Is there any way to sort the DataStream efficiently other than WindowAll operation?

Let's take the use case of page view that is defined in the Flink example ClickEventCount. This example tries to aggregate the page view count for every 15 minutes window.

What is the efficient way if I want to change this to get the top 3 page views for 15 windows?

One option is to use windowAll function after the aggregate function, and do the in-memory sort. The problem is that - windowAll will reduce the parallelism to 1 and it demands to keep all the data in the same task slot to perform sort operation. Ideally, this is fine when we have few distinct keys (ie - distinct page URL). In my use case, there will be millions or billions of keys in 15 minutes window, so, all those million or billions aggregated rows have to pass through the network and it may cause CPU intensive operation to take just 3.

Is there any way something like, take top 3 page views from its own task slot locally then use windowAll function to receive 3 elements from each task slot then just do the sort operation to pick the top 3 page views? In this method, the network time will be reduced also the sorting time will be less. Do we have such API or any possible method to achieve this use case efficiently?

1

1 Answers

0
votes

It sounds like a Top-N query is what you're looking for.

When used on a dynamic streaming table, a top-n query will continuously calculate the "Top-N" rows based on a given attribute. The Flink SQL Cookbook has a nice example, which I'll excerpt here:

The Ministry of Magic tracks every spell a wizard casts throughout Great Britain and wants to know every wizard's Top 2 all-time favorite spells.

Flink SQL can be used to calculate continuous aggregations, so if we know each spell a wizard has cast, we can maintain a continuous total of how many times they have cast that spell.
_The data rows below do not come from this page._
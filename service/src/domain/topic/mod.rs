pub mod error;
pub mod lifecycle;

use std::{fmt, str::FromStr};

use chrono::{DateTime, NaiveDate, Utc};
use nutype::nutype;
use serde::{Deserialize, Serialize};
use uuid::Uuid;

use crate::domain::{actor::Actor, topic::error::WorkflowError};

/// Estimated effort assumed when the proposer leaves it out
pub const DEFAULT_ESTIMATED_DAYS: i32 = 1;

/// A content proposal moving through the approval workflow
#[derive(Debug, Clone, PartialEq)]
pub struct Topic {
    /// Unique, never reassigned
    pub id: TopicId,

    pub title: TopicTitle,
    pub outline: String,
    pub content_type: ContentType,
    pub category: String,
    pub team_members: Vec<TeamMember>,
    pub attachments: Vec<Attachment>,
    pub estimated_days: i32,
    pub start_date: Option<NaiveDate>,
    pub deadline: Option<NaiveDate>,

    /// Routing hint: which approval path the proposer asked for
    pub approver: Option<String>,

    /// Owner; fixed at creation
    pub created_by: String,
    /// Owner's display name as it was at creation
    pub created_by_name: String,
    pub department_id: Option<String>,
    pub department_name: Option<String>,

    pub status: TopicStatus,

    pub created_at: DateTime<Utc>,
    pub updated_at: DateTime<Utc>,
}

/// Wrapper to prevent ID confusion
#[derive(Debug, Clone, Copy, PartialEq, Eq, Hash, PartialOrd, Ord, Serialize, Deserialize)]
pub struct TopicId(pub Uuid);

impl TopicId {
    pub fn generate() -> Self {
        Self(Uuid::new_v4())
    }
}

impl From<Uuid> for TopicId {
    fn from(value: Uuid) -> Self {
        Self(value)
    }
}

impl TryFrom<&str> for TopicId {
    type Error = anyhow::Error;

    fn try_from(value: &str) -> Result<Self, Self::Error> {
        let uuid = Uuid::parse_str(value)?;
        Ok(Self(uuid))
    }
}

impl fmt::Display for TopicId {
    fn fmt(&self, f: &mut fmt::Formatter<'_>) -> fmt::Result {
        self.0.fmt(f)
    }
}

#[nutype(
    sanitize(trim),
    validate(not_empty, len_char_max = 200),
    derive(Clone, Debug, Display, AsRef, PartialEq, Eq, Serialize)
)]
pub struct TopicTitle(String);

#[derive(Debug, Clone, Copy, PartialEq, Eq, Hash, Serialize, Deserialize)]
#[serde(rename_all = "snake_case")]
pub enum TopicStatus {
    Draft,
    Pending,
    RevisionRequired,
    Approved,
    Rejected,
}

impl TopicStatus {
    pub const ALL: [TopicStatus; 5] = [
        TopicStatus::Draft,
        TopicStatus::Pending,
        TopicStatus::RevisionRequired,
        TopicStatus::Approved,
        TopicStatus::Rejected,
    ];

    pub fn as_str(&self) -> &'static str {
        match self {
            TopicStatus::Draft => "draft",
            TopicStatus::Pending => "pending",
            TopicStatus::RevisionRequired => "revision_required",
            TopicStatus::Approved => "approved",
            TopicStatus::Rejected => "rejected",
        }
    }

    /// Owner may still change the content
    pub fn is_editable(&self) -> bool {
        matches!(self, TopicStatus::Draft | TopicStatus::RevisionRequired)
    }

    /// No trigger leads anywhere from here
    pub fn is_terminal(&self) -> bool {
        matches!(self, TopicStatus::Approved | TopicStatus::Rejected)
    }
}

impl fmt::Display for TopicStatus {
    fn fmt(&self, f: &mut fmt::Formatter<'_>) -> fmt::Result {
        f.write_str(self.as_str())
    }
}

impl FromStr for TopicStatus {
    type Err = anyhow::Error;

    fn from_str(value: &str) -> Result<Self, Self::Err> {
        TopicStatus::ALL
            .into_iter()
            .find(|status| status.as_str() == value)
            .ok_or_else(|| anyhow::anyhow!("unknown topic status '{}'", value))
    }
}

#[derive(Debug, Clone, Copy, PartialEq, Eq, Hash, Serialize, Deserialize)]
#[serde(rename_all = "snake_case")]
pub enum ContentType {
    Broadcast,
    Print,
    Digital,
    Social,
    Combo,
}

impl ContentType {
    pub const ALL: [ContentType; 5] = [
        ContentType::Broadcast,
        ContentType::Print,
        ContentType::Digital,
        ContentType::Social,
        ContentType::Combo,
    ];

    pub fn as_str(&self) -> &'static str {
        match self {
            ContentType::Broadcast => "broadcast",
            ContentType::Print => "print",
            ContentType::Digital => "digital",
            ContentType::Social => "social",
            ContentType::Combo => "combo",
        }
    }
}

impl FromStr for ContentType {
    type Err = anyhow::Error;

    fn from_str(value: &str) -> Result<Self, Self::Err> {
        ContentType::ALL
            .into_iter()
            .find(|content_type| content_type.as_str() == value)
            .ok_or_else(|| anyhow::anyhow!("unknown content type '{}'", value))
    }
}

#[derive(Debug, Clone, PartialEq, Eq, Serialize, Deserialize)]
#[serde(rename_all = "camelCase")]
pub struct TeamMember {
    pub id: String,
    pub name: String,
    #[serde(default, skip_serializing_if = "Option::is_none")]
    pub role: Option<String>,
}

/// Reference to an already uploaded file; storage is handled elsewhere
#[derive(Debug, Clone, PartialEq, Eq, Serialize, Deserialize)]
#[serde(rename_all = "camelCase")]
pub struct Attachment {
    pub name: String,
    pub url: String,
    #[serde(default, skip_serializing_if = "Option::is_none")]
    pub size: Option<i64>,
    #[serde(default, skip_serializing_if = "Option::is_none")]
    pub mime_type: Option<String>,
}

/// Everything the proposer supplies when creating a topic
#[derive(Debug, Clone)]
pub struct NewTopic {
    pub title: String,
    pub outline: String,
    pub content_type: ContentType,
    pub category: String,
    pub team_members: Vec<TeamMember>,
    pub attachments: Vec<Attachment>,
    pub estimated_days: Option<i32>,
    pub start_date: Option<NaiveDate>,
    pub deadline: Option<NaiveDate>,
    pub approver: Option<String>,
    pub department_id: Option<String>,
    pub department_name: Option<String>,
    /// Keep as draft instead of submitting right away
    pub is_draft: bool,
}

impl NewTopic {
    /// Minimal proposal, mostly useful in tests and scripts
    pub fn titled(title: impl Into<String>, content_type: ContentType) -> Self {
        Self {
            title: title.into(),
            outline: String::new(),
            content_type,
            category: String::new(),
            team_members: Vec::new(),
            attachments: Vec::new(),
            estimated_days: None,
            start_date: None,
            deadline: None,
            approver: None,
            department_id: None,
            department_name: None,
            is_draft: true,
        }
    }

    /// Builds the topic owned by `owner`, validating every field
    pub fn into_topic(self, owner: &Actor, now: DateTime<Utc>) -> Result<Topic, WorkflowError> {
        let title = parse_title(self.title)?;
        let estimated_days = self.estimated_days.unwrap_or(DEFAULT_ESTIMATED_DAYS);
        validate_estimated_days(estimated_days)?;
        validate_schedule(self.start_date, self.deadline)?;

        let status = if self.is_draft {
            TopicStatus::Draft
        } else {
            TopicStatus::Pending
        };

        Ok(Topic {
            id: TopicId::generate(),
            title,
            outline: self.outline,
            content_type: self.content_type,
            category: self.category,
            team_members: self.team_members,
            attachments: self.attachments,
            estimated_days,
            start_date: self.start_date,
            deadline: self.deadline,
            approver: self.approver,
            created_by: owner.id.clone(),
            created_by_name: owner.name.clone(),
            department_id: self.department_id,
            department_name: self.department_name,
            status,
            created_at: now,
            updated_at: now,
        })
    }
}

/// Partial update of the content fields; absent fields stay untouched
#[derive(Debug, Clone, Default)]
pub struct TopicPatch {
    pub title: Option<String>,
    pub outline: Option<String>,
    pub content_type: Option<ContentType>,
    pub category: Option<String>,
    pub team_members: Option<Vec<TeamMember>>,
    pub attachments: Option<Vec<Attachment>>,
    pub estimated_days: Option<i32>,
    pub start_date: Option<NaiveDate>,
    pub deadline: Option<NaiveDate>,
    pub approver: Option<String>,
}

impl TopicPatch {
    /// Returns the patched copy. Status, ownership and creation time are never touched.
    pub fn apply_to(self, topic: &Topic, now: DateTime<Utc>) -> Result<Topic, WorkflowError> {
        let mut patched = topic.clone();

        if let Some(title) = self.title {
            patched.title = parse_title(title)?;
        }
        if let Some(outline) = self.outline {
            patched.outline = outline;
        }
        if let Some(content_type) = self.content_type {
            patched.content_type = content_type;
        }
        if let Some(category) = self.category {
            patched.category = category;
        }
        if let Some(team_members) = self.team_members {
            patched.team_members = team_members;
        }
        if let Some(attachments) = self.attachments {
            patched.attachments = attachments;
        }
        if let Some(estimated_days) = self.estimated_days {
            validate_estimated_days(estimated_days)?;
            patched.estimated_days = estimated_days;
        }
        if let Some(start_date) = self.start_date {
            patched.start_date = Some(start_date);
        }
        if let Some(deadline) = self.deadline {
            patched.deadline = Some(deadline);
        }
        if let Some(approver) = self.approver {
            patched.approver = Some(approver);
        }
        validate_schedule(patched.start_date, patched.deadline)?;

        patched.updated_at = refreshed(topic.updated_at, now);
        Ok(patched)
    }
}

/// `updated_at` never moves backwards, even if the clock does
pub fn refreshed(previous: DateTime<Utc>, now: DateTime<Utc>) -> DateTime<Utc> {
    previous.max(now)
}

fn parse_title(title: String) -> Result<TopicTitle, WorkflowError> {
    TopicTitle::try_new(title)
        .map_err(|err| WorkflowError::ValidationError(format!("invalid title: {}", err)))
}

fn validate_estimated_days(days: i32) -> Result<(), WorkflowError> {
    if days < 1 {
        return Err(WorkflowError::ValidationError(format!(
            "estimated days must be at least 1, got {}",
            days
        )));
    }
    Ok(())
}

fn validate_schedule(
    start_date: Option<NaiveDate>,
    deadline: Option<NaiveDate>,
) -> Result<(), WorkflowError> {
    match (start_date, deadline) {
        (Some(start), Some(end)) if end < start => Err(WorkflowError::ValidationError(format!(
            "deadline {} precedes start date {}",
            end, start
        ))),
        _ => Ok(()),
    }
}

#[cfg(test)]
mod tests {
    use chrono::TimeZone;

    use crate::domain::actor::Role;

    use super::*;

    fn owner() -> Actor {
        Actor::new("u-1", "Ada", Role::Staff)
    }

    #[test]
    fn draft_flag_picks_initial_status() {
        let now = Utc::now();
        let draft = NewTopic::titled("A", ContentType::Print)
            .into_topic(&owner(), now)
            .unwrap();
        assert_eq!(draft.status, TopicStatus::Draft);

        let mut submitted = NewTopic::titled("B", ContentType::Print);
        submitted.is_draft = false;
        let submitted = submitted.into_topic(&owner(), now).unwrap();
        assert_eq!(submitted.status, TopicStatus::Pending);
    }

    #[test]
    fn estimated_days_defaults_to_one() {
        let topic = NewTopic::titled("A", ContentType::Digital)
            .into_topic(&owner(), Utc::now())
            .unwrap();
        assert_eq!(topic.estimated_days, DEFAULT_ESTIMATED_DAYS);
        assert_eq!(topic.created_by, "u-1");
        assert_eq!(topic.created_by_name, "Ada");
    }

    #[test]
    fn blank_title_is_rejected() {
        let result = NewTopic::titled("   ", ContentType::Social).into_topic(&owner(), Utc::now());
        assert!(matches!(result, Err(WorkflowError::ValidationError(_))));
    }

    #[test]
    fn deadline_before_start_is_rejected() {
        let mut new_topic = NewTopic::titled("A", ContentType::Combo);
        new_topic.start_date = NaiveDate::from_ymd_opt(2024, 5, 10);
        new_topic.deadline = NaiveDate::from_ymd_opt(2024, 5, 1);
        let result = new_topic.into_topic(&owner(), Utc::now());
        assert!(matches!(result, Err(WorkflowError::ValidationError(_))));
    }

    #[test]
    fn patch_only_touches_present_fields() {
        let created = Utc.with_ymd_and_hms(2024, 3, 1, 9, 0, 0).unwrap();
        let topic = NewTopic::titled("Original", ContentType::Print)
            .into_topic(&owner(), created)
            .unwrap();

        let patch = TopicPatch {
            outline: Some("new outline".to_string()),
            ..TopicPatch::default()
        };
        let later = created + chrono::Duration::hours(1);
        let patched = patch.apply_to(&topic, later).unwrap();

        assert_eq!(patched.title.as_ref(), "Original");
        assert_eq!(patched.outline, "new outline");
        assert_eq!(patched.status, topic.status);
        assert_eq!(patched.created_by, topic.created_by);
        assert_eq!(patched.updated_at, later);
    }

    #[test]
    fn updated_at_never_goes_backwards() {
        let now = Utc.with_ymd_and_hms(2024, 3, 1, 9, 0, 0).unwrap();
        let earlier = now - chrono::Duration::minutes(5);
        assert_eq!(refreshed(now, earlier), now);
    }

    #[test]
    fn status_round_trips_through_its_literal() {
        for status in TopicStatus::ALL {
            assert_eq!(status.as_str().parse::<TopicStatus>().unwrap(), status);
        }
        assert!("archived".parse::<TopicStatus>().is_err());
    }
}
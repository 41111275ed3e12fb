use editorial_common::database::Database;

use crate::{
    domain::migration::{Migration, apply_migration_steps, migration_steps},
    infrastructure::tables::TablesAdapter,
};

#[derive(Clone)]
pub struct MigrationAdapter {
    tables: TablesAdapter,
    database: Database,
}

impl MigrationAdapter {
    pub fn new(tables: TablesAdapter, database: Database) -> Self {
        Self { tables, database }
    }
}

impl Migration for MigrationAdapter {
    type T = TablesAdapter;

    async fn migrate(&self) -> Result<(), anyhow::Error> {
        let database_schema = self.database.database_schema();
        let steps = migration_steps(database_schema, &self.tables).await?;
        if steps.is_empty() {
            tracing::info!(schema = database_schema, "workflow schema is up to date");
        }
        apply_migration_steps(steps, &self.database).await?;
        Ok(())
    }
}
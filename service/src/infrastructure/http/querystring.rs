use std::ops::Deref;

use axum::{extract::FromRequestParts, http::request::Parts};
use serde::de::DeserializeOwned;
use serde_querystring::ParseMode;

use crate::infrastructure::http::api::ApiError;

/// Query string extractor that rejects with the API error envelope
#[derive(Debug, Clone, Copy, Default)]
pub struct QueryString<T>(pub T);

impl<T, S> FromRequestParts<S> for QueryString<T>
where
    T: DeserializeOwned,
    S: Send + Sync,
{
    type Rejection = ApiError;

    async fn from_request_parts(parts: &mut Parts, _state: &S) -> Result<Self, Self::Rejection> {
        let query = parts.uri.query().unwrap_or_default();
        let value = serde_querystring::from_str(query, ParseMode::UrlEncoded).map_err(|e| {
            tracing::debug!("rejected query string '{}': {}", query, e);
            ApiError::BadRequest(format!("Failed to deserialize query string: {}", e))
        })?;
        Ok(QueryString(value))
    }
}

impl<T> Deref for QueryString<T> {
    type Target = T;

    fn deref(&self) -> &Self::Target {
        &self.0
    }
}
SELECT wizard, spell, COUNT(*) AS times_cast
FROM spells_cast
GROUP BY wizard;

This result can be used in an OVER window to calculate a Top-N. The rows are partitioned using the wizard column, and are then ordered based on the count of spell casts (times_cast DESC). The built-in function ROW_NUMBER() assigns a unique, sequential number to each row, starting from one, according to the rows' ordering within the partition. Finally, the results are filtered for only those rows with a row_num <= 2 to find each wizard's top 2 favorite spells.

Where Flink is most potent in this query is its ability to issue retractions. As wizards cast more spells, their top 2 will change. When this occurs, Flink will issue a retraction, modifying its output, so the result is always correct and up to date.

SELECT wizard, spell, times_cast
FROM (
    SELECT *,
    ROW_NUMBER() OVER (PARTITION BY wizard ORDER BY times_cast DESC) AS row_num
    FROM (SELECT wizard, spell, COUNT(*) AS times_cast FROM spells_cast GROUP BY wizard, spell)
)
WHERE row_num <= 2;

If for some reason you'd rather not use the SQL/Table API, you can always pre-aggregate with keyed windows first, and then do a final windowAll to compute the overall "winners". There's an example of this pattern in the Flink training. It's mentioned here -- https://ci.apache.org/projects/flink/flink-docs-stable/learn-flink/streaming_analytics.html#windows-can-follow-windows -- and then there's an exercise/example here: http://github.com/apache/flink-training/tree/master/hourly-tips.